## YOUR ASSIGNMENT
Your answer must be every line of the data that contains "operations".

*** EXCERPTED DATA Section Begins ***

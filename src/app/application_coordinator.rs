//! Application-level coordination and workflow management.
//!
//! Handles high-level application operations like document loading, error
//! handling, and applying the intents reported by list rows.

use crate::app::AppState;
use crate::io::{file_loader, AsyncLoader, LoadResult};
use crate::state::DocumentSource;
use rlistview::{BlockDocument, BlockId, BlockNode, HostIntent, ListViewHost, MoveDirection};
use std::path::PathBuf;

/// Block type inserted by the appender row.
const APPENDED_BLOCK_NAME: &str = "core/paragraph";

/// Coordinates application-level operations and workflows.
pub struct ApplicationCoordinator;

impl ApplicationCoordinator {
    /// Initiates asynchronous file loading.
    ///
    /// Immediately clears the previous document to show the loading indicator.
    pub fn open_file(
        state: &mut AppState,
        loader: &mut AsyncLoader,
        path: PathBuf,
        ctx: &egui::Context,
    ) {
        if !file_loader::is_supported_document(&path) {
            log::warn!("Opening {} with an unrecognized extension as JSON Lines", path.display());
        }
        state.reset_document_state();
        loader.start_file_load(path, ctx);
    }

    /// Checks for loading completion and applies results to application state.
    ///
    /// Called once per frame in the update loop.
    /// Returns true if a load operation completed (success or error).
    pub fn check_loading_completion(state: &mut AppState, loader: &mut AsyncLoader) -> bool {
        match loader.check_completion() {
            LoadResult::Success { data, path } => {
                state.reset_document_state();
                state.document.load(data, DocumentSource::File(path));
                true
            }
            LoadResult::Error(error_msg) => {
                log::error!("Failed to load document: {}", error_msg);
                state.error_message = Some(format!("Error loading document: {}", error_msg));
                state.document.clear();
                true
            }
            LoadResult::None => false,
        }
    }

    /// Generates and shows a virtual document.
    ///
    /// Each call uses the next seed, so repeated clicks give new documents.
    pub fn open_virtual_document(state: &mut AppState, loader: &AsyncLoader) {
        let seed = state.next_virtual_seed;
        match loader.load_virtual_document(seed) {
            Ok(data) => {
                state.reset_document_state();
                state.document.load(data, DocumentSource::Virtual { seed });
                state.next_virtual_seed += 1;
            }
            Err(e) => {
                log::error!("Failed to generate virtual document: {}", e);
                state.error_message = Some(format!("Error generating virtual document: {}", e));
            }
        }
    }

    /// Applies notifier calls collected during the last render pass.
    pub fn apply_intents(state: &mut AppState, intents: Vec<HostIntent>) {
        state.store.apply(intents);
    }

    /// Adds or removes a block from the selection (ctrl-click).
    pub fn toggle_selection(state: &mut AppState, id: BlockId) {
        state.store.toggle_selection(id);
    }

    /// Swaps a block with its neighbour.
    pub fn move_block(state: &mut AppState, id: BlockId, direction: MoveDirection) {
        let Some(doc) = state.document.document_mut() else {
            return;
        };
        match doc.move_block(id, direction) {
            Ok(true) => log::debug!("Moved block {} {:?}", id, direction),
            Ok(false) => {}
            Err(e) => state.error_message = Some(e.to_string()),
        }
    }

    /// Appends a paragraph to `parent_id` and selects it.
    pub fn append_block(state: &mut AppState, parent_id: BlockId) {
        let Some(doc) = state.document.document_mut() else {
            return;
        };
        match doc.append_block(Some(parent_id), APPENDED_BLOCK_NAME, serde_json::json!({})) {
            Ok(id) => {
                log::debug!("Appended block {} to {}", id, parent_id);
                state.store.select_block(id);
            }
            Err(e) => state.error_message = Some(e.to_string()),
        }
    }

    /// Collapses every block that has inner blocks.
    pub fn collapse_all(state: &mut AppState) {
        let Some(doc) = state.document.document() else {
            return;
        };
        let parents: Vec<BlockId> = doc
            .blocks_in_order()
            .iter()
            .filter(|block| block.num_children() > 0)
            .map(|block| block.id())
            .collect();
        state.store.collapse_all(parents);
    }

    /// Returns every block to the expanded default.
    pub fn expand_all(state: &mut AppState) {
        state.store.expand_all();
    }

    /// Drops the selection when the selected blocks no longer exist.
    pub fn prune_selection(state: &mut AppState) {
        let Some(doc) = state.document.document() else {
            return;
        };
        let stale = state
            .store
            .selection()
            .iter()
            .any(|id| doc.get_block(id).is_none());
        if stale {
            state.store.clear_selection();
        }
    }
}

*** EXCERPTED DATA Section Ends ***

## ANSWER TO THE PROBLEM
//! Handles high-level application operations like document loading, error
/// Coordinates application-level operations and workflows.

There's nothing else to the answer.